McAuliffe told the pilots that if it made economic sense, he was open to it. He told them to make their case to Transportation Secretary Aubrey Layne.

Aviation officials moved quickly. On Jan. 30, about two weeks after the pilots’ encounter with McAuliffe, Harris was exchanging e-mails with Cessna’s Killen about the couch styles, paint options and potential delivery dates for the $9 million Citation CJ4 and the $13 million Citation XLS+.

“The Department of Aviation (DOAV) is requesting the approval of the purchase of an additional Executive Transport Aircraft (Citation CJ4) to fulfill the Governor’s request,” Randall Burdette, the department’s director, wrote in an e-mail to Harris on Feb. 3.

By Feb. 5, Harris was finalizing details for a day-long visit to Cessna’s Wichita, Kan., headquarters, including a factory tour, lunch with senior company officials and a “product viewing” of the CJ4.

But the trip, like the plane purchase, never came to pass.

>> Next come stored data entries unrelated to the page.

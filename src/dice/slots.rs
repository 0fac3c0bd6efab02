//! Hit-face allocation across defending slots.
//!
//! A hit is assigned by rolling a die whose faces are shared out among the
//! defenders. There are 6 faces for stacks of fewer than 7 slots and 12
//! otherwise; faces are spread as evenly as possible, with any remainder
//! going to the first slots in enumeration order.

use serde::Serialize;

use crate::force::{AttackSpec, UnitKind, ALL_KINDS};

/// Face budget for small stacks.
pub const SMALL_FACE_BUDGET: u32 = 6;

/// Face budget for stacks of 7 or more slots.
pub const LARGE_FACE_BUDGET: u32 = 12;

/// One hit-addressable target: a combat unit instance or a logistics
/// presence.
#[derive(Debug, Clone, Copy, PartialEq, Eq, Serialize)]
pub struct Slot {
    pub kind: UnitKind,
    /// Faces of the hit die that land on this slot.
    pub weight: u32,
}

/// Face budget and per-slot weights for one defending stack.
#[derive(Debug, Clone, PartialEq, Eq, Serialize)]
pub struct SlotAllocation {
    pub faces: u32,
    pub slots: Vec<Slot>,
}

/// Face budget for `n` slots.
pub const fn face_budget(n: u32) -> u32 {
    if n < 7 {
        SMALL_FACE_BUDGET
    } else {
        LARGE_FACE_BUDGET
    }
}

/// Spreads the face budget for `n` slots as evenly as possible.
///
/// Whole rounds of one face per slot are dealt while the remaining budget
/// covers every slot; the leftover goes one face each to the first slots.
pub fn slot_weights(n: u32) -> (u32, Vec<u32>) {
    let faces = face_budget(n);
    let mut weights = vec![0u32; n as usize];
    if n == 0 {
        return (faces, weights);
    }
    let mut remaining = faces;
    while remaining >= n {
        for w in weights.iter_mut() {
            *w += 1;
        }
        remaining -= n;
    }
    for w in weights.iter_mut().take(remaining as usize) {
        *w += 1;
    }
    (faces, weights)
}

/// Enumerates the slots of a defending stack in fixed order (infantry,
/// tanks, artillery, then the supply and truck presence slots) and assigns
/// each its share of the face budget.
pub fn allocate_slots(spec: &AttackSpec) -> SlotAllocation {
    let kinds: Vec<UnitKind> = ALL_KINDS
        .iter()
        .flat_map(|&kind| {
            let count = spec.force.count(kind);
            let instances = if kind.is_combat() {
                count
            } else {
                u32::from(count > 0)
            };
            std::iter::repeat(kind).take(instances as usize)
        })
        .collect();

    let (faces, weights) = slot_weights(kinds.len() as u32);
    let slots = kinds
        .into_iter()
        .zip(weights)
        .map(|(kind, weight)| Slot { kind, weight })
        .collect();

    SlotAllocation { faces, slots }
}
//! Scenario files.
//!
//! A scenario file is a JSON document listing defending hexes to evaluate:
//!
//! ```json
//! { "scenarios": [
//!     { "name": "bastogne", "inf": 3, "tnk": 1, "supply": 2,
//!       "can_retreat": false, "power": 8, "attacks": [6, 6, 8] }
//! ] }
//! ```
//!
//! Counts are read as plain JSON numbers and checked here, so a fractional
//! or negative count is reported as a validation error naming the field.

use std::fs;
use std::path::{Path, PathBuf};

use serde::{Deserialize, Serialize};
use serde_json::Value;
use tracing::info;

use crate::engine::{process, summarize, Summary};
use crate::force::{
    attack_powers_from_f64, count_from_f64, AttackSpec, ForceCounts, ValidationError,
};
use crate::sequence::{propagate, MultiAttackResult};

/// Errors from loading or evaluating scenarios.
#[derive(Debug, thiserror::Error)]
pub enum ScenarioError {
    #[error("failed to read {}: {source}", path.display())]
    Io {
        path: PathBuf,
        source: std::io::Error,
    },

    #[error("failed to parse scenario JSON: {0}")]
    Json(#[from] serde_json::Error),

    #[error("scenario '{name}': {source}")]
    Invalid {
        name: String,
        source: ValidationError,
    },
}

/// The full scenario document.
#[derive(Debug, Clone, Deserialize)]
pub struct ScenarioFile {
    pub scenarios: Vec<Scenario>,
}

/// One defending hex and the attacks to evaluate against it.
#[derive(Debug, Clone, Deserialize)]
pub struct Scenario {
    pub name: String,
    #[serde(default = "default_inf")]
    pub inf: f64,
    #[serde(default)]
    pub tnk: f64,
    #[serde(default)]
    pub art: f64,
    #[serde(default)]
    pub supply: f64,
    #[serde(default)]
    pub truck: f64,
    #[serde(default = "default_can_retreat")]
    pub can_retreat: bool,
    #[serde(default = "default_power")]
    pub power: f64,
    /// Attack powers for a multi-attack run; must be a JSON array if given.
    #[serde(default)]
    pub attacks: Option<Value>,
}

fn default_inf() -> f64 {
    1.0
}

fn default_can_retreat() -> bool {
    true
}

fn default_power() -> f64 {
    1.0
}

impl Scenario {
    /// Converts the loose fields into a validated attack spec.
    pub fn attack_spec(&self) -> Result<AttackSpec, ValidationError> {
        let force = ForceCounts::new(
            count_from_f64("inf", self.inf)?,
            count_from_f64("tnk", self.tnk)?,
            count_from_f64("art", self.art)?,
            count_from_f64("supply", self.supply)?,
            count_from_f64("truck", self.truck)?,
        );
        let power = count_from_f64("power", self.power)?;
        AttackSpec::from_force(power, force, self.can_retreat)
    }

    /// The multi-attack sequence, if one was given.
    pub fn attack_powers(&self) -> Result<Option<Vec<u32>>, ValidationError> {
        let Some(value) = &self.attacks else {
            return Ok(None);
        };
        let Value::Array(items) = value else {
            return Err(ValidationError::AttacksNotSequence);
        };
        let mut raw = Vec::with_capacity(items.len());
        for (index, item) in items.iter().enumerate() {
            match item.as_f64() {
                Some(v) => raw.push(v),
                None => return Err(ValidationError::NonNumericAttackPower { index }),
            }
        }
        attack_powers_from_f64(&raw).map(Some)
    }
}

/// Outcome of evaluating one scenario.
#[derive(Debug, Clone, PartialEq, Serialize)]
pub struct ScenarioReport {
    pub name: String,
    pub spec: AttackSpec,
    pub summary: Summary,
    pub multi_attack: Option<MultiAttackResult>,
}

/// Loads scenarios from a JSON file.
pub fn load_scenarios(path: &Path) -> Result<ScenarioFile, ScenarioError> {
    let data = fs::read_to_string(path).map_err(|source| ScenarioError::Io {
        path: path.to_path_buf(),
        source,
    })?;
    load_scenarios_from_str(&data)
}

/// Loads scenarios from a JSON string.
pub fn load_scenarios_from_str(json: &str) -> Result<ScenarioFile, ScenarioError> {
    Ok(serde_json::from_str(json)?)
}

/// Evaluates a single scenario: one attack at its power, plus the attack
/// sequence when one is given.
pub fn run_scenario(scenario: &Scenario) -> Result<ScenarioReport, ScenarioError> {
    let invalid = |source| ScenarioError::Invalid {
        name: scenario.name.clone(),
        source,
    };
    let spec = scenario.attack_spec().map_err(invalid)?;
    let powers = scenario.attack_powers().map_err(invalid)?;

    let summary = summarize(&process(&spec).map_err(invalid)?);
    let multi_attack = match powers {
        Some(powers) => Some(propagate(&spec, &powers).map_err(invalid)?),
        None => None,
    };

    info!(
        scenario = %scenario.name,
        prob_evacuate = summary.prob_evacuate,
        "evaluated scenario"
    );

    Ok(ScenarioReport {
        name: scenario.name.clone(),
        spec,
        summary,
        multi_attack,
    })
}

/// Evaluates every scenario in order, stopping at the first failure.
pub fn run_scenarios(file: &ScenarioFile) -> Result<Vec<ScenarioReport>, ScenarioError> {
    file.scenarios.iter().map(run_scenario).collect()
}
//! Attack resolution.
//!
//! Turns an attack spec into the exact joint distribution of retreat and
//! destroy counts, then derives marginals and summaries from it.

pub mod aggregate;
pub mod convolve;
pub mod outcome;

pub use aggregate::{
    aggregate, expectation, DerivedDistributions, PowerDestroyedEntry, PowerLeftEntry,
    UnitDestroyedEntry, UnitsLeftEntry,
};
pub use convolve::UnitHitConvolver;
pub use outcome::{OutcomeDistribution, OutcomeEntry, OutcomeKey};
//! Randomized invariant checks over legal defending hexes.
//!
//! Forces and powers are drawn from a seeded generator so failures are
//! reproducible.

use rand::rngs::SmallRng;
use rand::{Rng, SeedableRng};

use bulge_odds::engine::process;
use bulge_odds::force::{validate_force, AttackSpec, ForceCounts};
use bulge_odds::sequence::{propagate, simulate_multi_attack};

const SEED: u64 = 0xB0B_1944;

/// Draws a random force that satisfies stacking and occupancy rules.
fn random_force(rng: &mut SmallRng) -> ForceCounts {
    loop {
        let force = ForceCounts::new(
            rng.gen_range(0..=6),
            rng.gen_range(0..=6),
            rng.gen_range(0..=3),
            rng.gen_range(0..=4),
            rng.gen_range(0..=3),
        );
        if validate_force(&force).is_ok() {
            return force;
        }
    }
}

fn random_spec(rng: &mut SmallRng) -> AttackSpec {
    let force = random_force(rng);
    let power = rng.gen_range(1..=12);
    AttackSpec::from_force(power, force, rng.gen_bool(0.5)).unwrap()
}

#[test]
fn outcome_mass_sums_to_one() {
    let mut rng = SmallRng::seed_from_u64(SEED);
    for _ in 0..200 {
        let spec = random_spec(&mut rng);
        let result = process(&spec).unwrap();
        let total = result.outcome_distribution.total();
        assert!((total - 1.0).abs() < 1e-9, "{:?}: total {}", spec, total);
        assert!(result
            .outcome_distribution
            .entries()
            .iter()
            .all(|e| e.probability >= 0.0));
    }
}

#[test]
fn summaries_stay_in_bounds() {
    let mut rng = SmallRng::seed_from_u64(SEED + 1);
    for _ in 0..200 {
        let spec = random_spec(&mut rng);
        let result = process(&spec).unwrap();
        assert!((0.0..=1.0 + 1e-12).contains(&result.prob_evacuate), "{:?}", spec);
        let max = spec.force.defense_power() as f64;
        assert!(result.exp_power_destroyed >= 0.0, "{:?}", spec);
        assert!(result.exp_power_destroyed <= max + 1e-9, "{:?}", spec);
    }
}

#[test]
fn no_retreat_means_no_retreat_counts() {
    let mut rng = SmallRng::seed_from_u64(SEED + 2);
    for _ in 0..100 {
        let mut spec = random_spec(&mut rng);
        spec.can_retreat = false;
        let result = process(&spec).unwrap();
        assert!(result
            .outcome_distribution
            .entries()
            .iter()
            .all(|e| e.outcome.total_retreated() == 0));
    }
}

#[test]
fn marginals_agree_with_joint() {
    let mut rng = SmallRng::seed_from_u64(SEED + 3);
    for _ in 0..100 {
        let spec = random_spec(&mut rng);
        let result = process(&spec).unwrap();
        for marginal in [
            result.power_left_distribution.iter().map(|e| e.probability).sum::<f64>(),
            result.units_left_distribution.iter().map(|e| e.probability).sum::<f64>(),
            result.unit_destroyed_distribution.iter().map(|e| e.probability).sum::<f64>(),
        ] {
            assert!((marginal - 1.0).abs() < 1e-9, "{:?}", spec);
        }
        let tails = &result.total_power_destroyed_distribution;
        assert!((tails.first().unwrap().or_more - 1.0).abs() < 1e-9);
        assert!((tails.last().unwrap().or_less - 1.0).abs() < 1e-9);
        let evac: f64 = result
            .units_left_distribution
            .iter()
            .filter(|e| e.evacuate)
            .map(|e| e.probability)
            .sum();
        assert!((evac - result.prob_evacuate).abs() < 1e-12, "{:?}", spec);
    }
}

#[test]
fn process_is_bit_identical_across_calls() {
    let mut rng = SmallRng::seed_from_u64(SEED + 4);
    for _ in 0..50 {
        let spec = random_spec(&mut rng);
        assert_eq!(process(&spec).unwrap(), process(&spec).unwrap());
    }
}

#[test]
fn multi_attack_is_monotone_and_conserves_mass() {
    let mut rng = SmallRng::seed_from_u64(SEED + 5);
    for _ in 0..20 {
        let spec = random_spec(&mut rng);
        let powers: Vec<u32> = (0..6).map(|_| rng.gen_range(1..=12)).collect();
        let mut previous = 0.0;
        for n in 1..=powers.len() {
            let p = simulate_multi_attack(&spec, &powers[..n]).unwrap();
            assert!(p + 1e-12 >= previous, "{:?} {:?}", spec, &powers[..n]);
            previous = p;
        }
        let result = propagate(&spec, &powers).unwrap();
        let alive: f64 = result.survivors.iter().map(|s| s.probability).sum();
        assert!((result.prob_evacuate + alive - 1.0).abs() < 1e-9);
    }
}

Nicholas Donohue, deputy secretary of transportation, said Layne was not convinced that buying a jet made economic sense. Donohue said aviation officials got a little ahead of themselves. Harris and Burdette did not respond to messages seeking comment. Cessna’s Killen declined to comment.

“The pilots, who are kind of like engineers and athletes, they always want the best gear,” Donohue said. “So if you talk to an athlete . . . they’re always wanting the best shoes. Just like an engineer, they want to build the strongest bridge that can move people as fast as possible — even if it’s not the bridge that will meet the needs.”